*** Opening of Records ***

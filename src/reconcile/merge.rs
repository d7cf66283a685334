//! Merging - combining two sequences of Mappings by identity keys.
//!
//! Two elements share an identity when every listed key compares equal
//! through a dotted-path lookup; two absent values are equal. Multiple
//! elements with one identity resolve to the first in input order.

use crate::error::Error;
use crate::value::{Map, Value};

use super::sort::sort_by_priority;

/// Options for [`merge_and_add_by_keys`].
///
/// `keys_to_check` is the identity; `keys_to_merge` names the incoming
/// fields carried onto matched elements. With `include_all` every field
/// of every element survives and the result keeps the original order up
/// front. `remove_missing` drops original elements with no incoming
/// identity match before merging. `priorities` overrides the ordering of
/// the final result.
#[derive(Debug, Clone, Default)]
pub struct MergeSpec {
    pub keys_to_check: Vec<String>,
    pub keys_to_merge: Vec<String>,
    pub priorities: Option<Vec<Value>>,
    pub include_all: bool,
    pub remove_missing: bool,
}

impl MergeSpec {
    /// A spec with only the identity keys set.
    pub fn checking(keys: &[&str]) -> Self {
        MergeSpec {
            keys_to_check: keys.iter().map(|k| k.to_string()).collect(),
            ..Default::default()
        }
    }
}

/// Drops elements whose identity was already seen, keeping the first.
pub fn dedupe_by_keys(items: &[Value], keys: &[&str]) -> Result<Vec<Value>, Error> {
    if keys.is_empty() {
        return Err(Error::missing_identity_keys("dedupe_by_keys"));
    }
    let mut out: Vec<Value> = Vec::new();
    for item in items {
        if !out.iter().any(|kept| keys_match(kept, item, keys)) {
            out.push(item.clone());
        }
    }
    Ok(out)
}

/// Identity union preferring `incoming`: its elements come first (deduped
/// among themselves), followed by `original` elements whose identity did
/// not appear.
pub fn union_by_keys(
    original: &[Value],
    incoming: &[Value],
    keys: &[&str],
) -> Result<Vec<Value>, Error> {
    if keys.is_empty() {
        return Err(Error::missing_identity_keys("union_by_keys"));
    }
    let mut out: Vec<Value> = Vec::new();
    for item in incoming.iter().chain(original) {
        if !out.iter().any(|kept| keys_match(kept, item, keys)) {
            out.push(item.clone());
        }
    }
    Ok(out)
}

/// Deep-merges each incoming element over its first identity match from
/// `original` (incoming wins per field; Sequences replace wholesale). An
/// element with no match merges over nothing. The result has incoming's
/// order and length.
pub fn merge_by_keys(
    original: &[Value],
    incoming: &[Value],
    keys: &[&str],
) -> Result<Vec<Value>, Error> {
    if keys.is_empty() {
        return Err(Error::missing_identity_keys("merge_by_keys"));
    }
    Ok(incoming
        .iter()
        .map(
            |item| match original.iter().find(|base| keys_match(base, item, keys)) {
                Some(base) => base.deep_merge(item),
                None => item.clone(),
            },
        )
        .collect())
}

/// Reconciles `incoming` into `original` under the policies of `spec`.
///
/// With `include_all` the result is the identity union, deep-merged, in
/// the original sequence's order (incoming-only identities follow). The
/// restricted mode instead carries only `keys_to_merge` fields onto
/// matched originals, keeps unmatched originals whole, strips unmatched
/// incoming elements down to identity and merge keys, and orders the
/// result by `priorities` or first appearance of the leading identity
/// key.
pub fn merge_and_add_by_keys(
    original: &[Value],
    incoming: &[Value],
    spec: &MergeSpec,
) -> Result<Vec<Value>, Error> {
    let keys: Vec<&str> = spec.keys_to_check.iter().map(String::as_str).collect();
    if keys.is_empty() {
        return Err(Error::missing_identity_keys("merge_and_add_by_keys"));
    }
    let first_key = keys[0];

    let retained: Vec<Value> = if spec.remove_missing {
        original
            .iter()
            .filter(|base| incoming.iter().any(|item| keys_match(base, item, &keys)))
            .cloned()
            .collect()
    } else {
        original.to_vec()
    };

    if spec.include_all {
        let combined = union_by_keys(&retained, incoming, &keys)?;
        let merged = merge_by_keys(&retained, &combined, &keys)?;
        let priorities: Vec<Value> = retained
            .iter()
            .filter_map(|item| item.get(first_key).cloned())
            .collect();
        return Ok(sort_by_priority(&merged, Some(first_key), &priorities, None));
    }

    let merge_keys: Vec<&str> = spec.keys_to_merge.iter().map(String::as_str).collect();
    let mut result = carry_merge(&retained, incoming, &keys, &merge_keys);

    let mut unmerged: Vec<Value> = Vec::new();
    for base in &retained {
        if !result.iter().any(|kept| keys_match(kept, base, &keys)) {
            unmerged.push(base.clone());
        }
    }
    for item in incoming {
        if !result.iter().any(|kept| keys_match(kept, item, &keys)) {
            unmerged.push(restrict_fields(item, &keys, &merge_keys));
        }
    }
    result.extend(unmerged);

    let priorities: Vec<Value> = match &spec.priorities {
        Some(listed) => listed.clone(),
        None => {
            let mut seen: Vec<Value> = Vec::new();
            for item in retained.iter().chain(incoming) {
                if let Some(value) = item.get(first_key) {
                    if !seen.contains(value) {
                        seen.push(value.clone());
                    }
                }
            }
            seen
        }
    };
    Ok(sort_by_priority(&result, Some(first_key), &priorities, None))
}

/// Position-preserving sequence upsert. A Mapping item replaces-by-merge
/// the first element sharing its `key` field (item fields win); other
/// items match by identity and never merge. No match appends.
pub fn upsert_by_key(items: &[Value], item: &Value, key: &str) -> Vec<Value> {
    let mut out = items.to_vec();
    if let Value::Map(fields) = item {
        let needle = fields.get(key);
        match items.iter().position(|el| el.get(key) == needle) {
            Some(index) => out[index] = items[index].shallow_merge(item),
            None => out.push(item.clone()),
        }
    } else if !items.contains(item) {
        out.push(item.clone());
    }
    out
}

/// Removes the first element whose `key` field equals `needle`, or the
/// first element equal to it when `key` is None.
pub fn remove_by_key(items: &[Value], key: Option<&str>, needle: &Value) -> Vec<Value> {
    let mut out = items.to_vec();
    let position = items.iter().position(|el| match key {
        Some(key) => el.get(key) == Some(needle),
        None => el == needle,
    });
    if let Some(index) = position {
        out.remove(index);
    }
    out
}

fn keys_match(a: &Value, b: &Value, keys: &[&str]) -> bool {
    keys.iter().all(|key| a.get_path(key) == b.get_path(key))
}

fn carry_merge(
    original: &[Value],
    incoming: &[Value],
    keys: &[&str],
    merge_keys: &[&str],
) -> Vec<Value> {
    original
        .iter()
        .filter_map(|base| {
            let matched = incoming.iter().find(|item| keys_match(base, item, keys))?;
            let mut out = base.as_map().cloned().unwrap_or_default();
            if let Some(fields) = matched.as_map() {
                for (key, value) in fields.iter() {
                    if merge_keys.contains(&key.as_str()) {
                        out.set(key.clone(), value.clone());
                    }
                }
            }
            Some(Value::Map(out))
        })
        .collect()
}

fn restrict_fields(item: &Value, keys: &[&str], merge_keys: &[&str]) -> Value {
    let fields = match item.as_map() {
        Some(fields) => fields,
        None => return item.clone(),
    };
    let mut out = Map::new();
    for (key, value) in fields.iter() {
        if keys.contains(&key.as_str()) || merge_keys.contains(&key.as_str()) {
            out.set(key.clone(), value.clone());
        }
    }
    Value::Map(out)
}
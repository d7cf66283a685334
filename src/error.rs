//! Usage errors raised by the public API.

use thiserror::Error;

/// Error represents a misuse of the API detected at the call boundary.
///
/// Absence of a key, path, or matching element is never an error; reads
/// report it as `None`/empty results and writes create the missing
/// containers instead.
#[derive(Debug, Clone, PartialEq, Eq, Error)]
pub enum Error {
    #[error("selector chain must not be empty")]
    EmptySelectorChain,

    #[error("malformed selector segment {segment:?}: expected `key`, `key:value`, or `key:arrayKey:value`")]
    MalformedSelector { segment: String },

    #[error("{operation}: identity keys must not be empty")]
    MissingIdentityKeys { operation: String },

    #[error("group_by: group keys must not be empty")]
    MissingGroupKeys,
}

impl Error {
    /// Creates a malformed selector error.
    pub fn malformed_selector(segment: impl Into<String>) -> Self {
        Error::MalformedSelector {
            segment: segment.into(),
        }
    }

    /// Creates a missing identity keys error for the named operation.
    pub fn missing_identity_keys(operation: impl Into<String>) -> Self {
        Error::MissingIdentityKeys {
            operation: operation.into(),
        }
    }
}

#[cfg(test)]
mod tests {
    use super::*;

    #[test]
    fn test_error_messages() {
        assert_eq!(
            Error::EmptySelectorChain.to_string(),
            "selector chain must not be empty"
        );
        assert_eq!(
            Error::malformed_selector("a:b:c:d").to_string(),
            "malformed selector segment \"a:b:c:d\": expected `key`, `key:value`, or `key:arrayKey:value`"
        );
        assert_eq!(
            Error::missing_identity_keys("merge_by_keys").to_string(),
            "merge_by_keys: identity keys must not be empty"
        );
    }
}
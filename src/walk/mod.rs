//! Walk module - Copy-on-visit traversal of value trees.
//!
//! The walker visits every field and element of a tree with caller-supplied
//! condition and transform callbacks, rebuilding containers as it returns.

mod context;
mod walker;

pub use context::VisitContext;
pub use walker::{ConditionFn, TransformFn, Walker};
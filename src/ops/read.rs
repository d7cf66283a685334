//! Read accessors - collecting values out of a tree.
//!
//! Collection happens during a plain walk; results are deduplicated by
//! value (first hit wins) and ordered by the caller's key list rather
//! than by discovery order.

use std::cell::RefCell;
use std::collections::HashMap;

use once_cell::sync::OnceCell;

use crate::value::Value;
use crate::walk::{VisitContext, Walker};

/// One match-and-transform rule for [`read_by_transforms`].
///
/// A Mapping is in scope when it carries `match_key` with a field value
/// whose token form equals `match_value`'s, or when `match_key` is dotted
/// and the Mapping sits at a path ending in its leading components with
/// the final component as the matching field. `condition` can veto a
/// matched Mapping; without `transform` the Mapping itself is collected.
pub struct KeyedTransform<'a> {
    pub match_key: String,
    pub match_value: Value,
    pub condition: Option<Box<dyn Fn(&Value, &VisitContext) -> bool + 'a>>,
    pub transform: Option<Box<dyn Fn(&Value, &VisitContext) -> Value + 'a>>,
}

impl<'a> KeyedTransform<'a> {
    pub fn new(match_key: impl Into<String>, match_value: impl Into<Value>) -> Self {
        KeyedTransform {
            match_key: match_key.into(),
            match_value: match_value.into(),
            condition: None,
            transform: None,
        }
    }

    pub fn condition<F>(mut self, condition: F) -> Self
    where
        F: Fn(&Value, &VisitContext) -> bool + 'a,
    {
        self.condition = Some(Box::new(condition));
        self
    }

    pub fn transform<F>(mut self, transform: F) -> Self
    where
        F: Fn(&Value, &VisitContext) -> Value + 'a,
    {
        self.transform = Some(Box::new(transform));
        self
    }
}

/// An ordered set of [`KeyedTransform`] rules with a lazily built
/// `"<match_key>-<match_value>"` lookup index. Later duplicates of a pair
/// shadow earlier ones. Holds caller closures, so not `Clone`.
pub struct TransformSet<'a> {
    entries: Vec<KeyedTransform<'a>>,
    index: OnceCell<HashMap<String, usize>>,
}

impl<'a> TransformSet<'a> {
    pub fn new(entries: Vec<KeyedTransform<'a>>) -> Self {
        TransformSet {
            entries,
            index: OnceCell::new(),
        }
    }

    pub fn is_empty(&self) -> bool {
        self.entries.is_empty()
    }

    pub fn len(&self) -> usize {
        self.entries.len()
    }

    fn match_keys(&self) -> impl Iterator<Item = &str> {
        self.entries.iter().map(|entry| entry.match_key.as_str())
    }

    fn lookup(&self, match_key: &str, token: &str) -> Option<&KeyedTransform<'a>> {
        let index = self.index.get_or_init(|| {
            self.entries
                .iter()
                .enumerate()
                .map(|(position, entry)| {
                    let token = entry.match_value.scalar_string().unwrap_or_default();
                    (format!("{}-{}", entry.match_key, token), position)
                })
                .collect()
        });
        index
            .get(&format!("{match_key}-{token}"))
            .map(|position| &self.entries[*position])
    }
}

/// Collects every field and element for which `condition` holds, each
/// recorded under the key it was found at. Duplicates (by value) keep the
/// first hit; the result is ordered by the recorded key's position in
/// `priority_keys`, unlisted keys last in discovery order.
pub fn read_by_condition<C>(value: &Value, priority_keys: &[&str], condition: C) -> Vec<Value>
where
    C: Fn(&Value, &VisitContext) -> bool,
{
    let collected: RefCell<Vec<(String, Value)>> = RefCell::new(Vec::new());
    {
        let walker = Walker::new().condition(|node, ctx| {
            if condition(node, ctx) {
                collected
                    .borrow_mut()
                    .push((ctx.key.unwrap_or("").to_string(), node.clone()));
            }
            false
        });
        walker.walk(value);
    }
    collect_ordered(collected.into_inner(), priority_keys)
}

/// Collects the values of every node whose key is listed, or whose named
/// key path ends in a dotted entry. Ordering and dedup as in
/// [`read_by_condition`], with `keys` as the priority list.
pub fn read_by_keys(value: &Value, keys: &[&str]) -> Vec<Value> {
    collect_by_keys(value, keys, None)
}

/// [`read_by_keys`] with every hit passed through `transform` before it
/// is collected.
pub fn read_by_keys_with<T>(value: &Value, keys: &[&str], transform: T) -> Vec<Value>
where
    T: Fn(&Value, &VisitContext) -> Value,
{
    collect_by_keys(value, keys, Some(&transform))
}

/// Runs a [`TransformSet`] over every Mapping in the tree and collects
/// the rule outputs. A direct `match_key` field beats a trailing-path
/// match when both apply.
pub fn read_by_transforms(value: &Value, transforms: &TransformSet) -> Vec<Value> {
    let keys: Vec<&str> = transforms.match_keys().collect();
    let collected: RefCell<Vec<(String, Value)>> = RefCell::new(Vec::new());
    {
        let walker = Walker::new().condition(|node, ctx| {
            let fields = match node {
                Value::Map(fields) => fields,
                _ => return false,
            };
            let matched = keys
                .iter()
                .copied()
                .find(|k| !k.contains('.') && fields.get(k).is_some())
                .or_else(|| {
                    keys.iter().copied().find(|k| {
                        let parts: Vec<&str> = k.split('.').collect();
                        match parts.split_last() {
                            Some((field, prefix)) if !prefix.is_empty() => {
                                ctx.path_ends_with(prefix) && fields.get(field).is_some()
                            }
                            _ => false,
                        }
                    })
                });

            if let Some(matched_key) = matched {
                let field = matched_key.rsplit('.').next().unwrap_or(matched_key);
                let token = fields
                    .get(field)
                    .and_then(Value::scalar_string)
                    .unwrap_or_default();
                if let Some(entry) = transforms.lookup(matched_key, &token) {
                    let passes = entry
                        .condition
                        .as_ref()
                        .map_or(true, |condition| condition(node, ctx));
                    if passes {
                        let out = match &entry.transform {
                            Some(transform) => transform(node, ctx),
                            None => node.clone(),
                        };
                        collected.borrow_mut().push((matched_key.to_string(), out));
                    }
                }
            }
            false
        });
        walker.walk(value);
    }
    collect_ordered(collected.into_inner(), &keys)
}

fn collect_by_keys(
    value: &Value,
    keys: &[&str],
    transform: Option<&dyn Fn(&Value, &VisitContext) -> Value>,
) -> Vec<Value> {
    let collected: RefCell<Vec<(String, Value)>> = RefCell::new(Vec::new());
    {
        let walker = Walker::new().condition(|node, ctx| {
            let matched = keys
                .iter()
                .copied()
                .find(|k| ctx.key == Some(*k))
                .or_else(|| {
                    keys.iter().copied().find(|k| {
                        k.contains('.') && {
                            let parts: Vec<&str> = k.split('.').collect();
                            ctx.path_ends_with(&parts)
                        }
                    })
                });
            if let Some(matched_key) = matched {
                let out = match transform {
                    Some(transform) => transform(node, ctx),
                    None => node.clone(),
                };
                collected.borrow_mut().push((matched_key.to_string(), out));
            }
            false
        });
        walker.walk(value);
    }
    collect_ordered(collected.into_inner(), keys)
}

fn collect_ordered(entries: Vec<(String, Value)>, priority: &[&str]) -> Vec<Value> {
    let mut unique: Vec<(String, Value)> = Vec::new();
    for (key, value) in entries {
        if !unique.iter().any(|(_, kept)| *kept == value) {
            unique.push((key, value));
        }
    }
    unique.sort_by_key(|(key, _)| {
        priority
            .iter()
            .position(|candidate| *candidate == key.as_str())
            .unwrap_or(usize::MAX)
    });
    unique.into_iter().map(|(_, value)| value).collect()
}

*** Close of Records ***

_Action item_: Where does the string "index" appear in the records above? Return every line that holds it.

_Answer space_:
            Some(index) => out[index] = items[index].shallow_merge(item),
    if let Some(index) = position {
        out.remove(index);
/// `"<match_key>-<match_value>"` lookup index. Later duplicates of a pair
    index: OnceCell<HashMap<String, usize>>,
            index: OnceCell::new(),
        let index = self.index.get_or_init(|| {
        index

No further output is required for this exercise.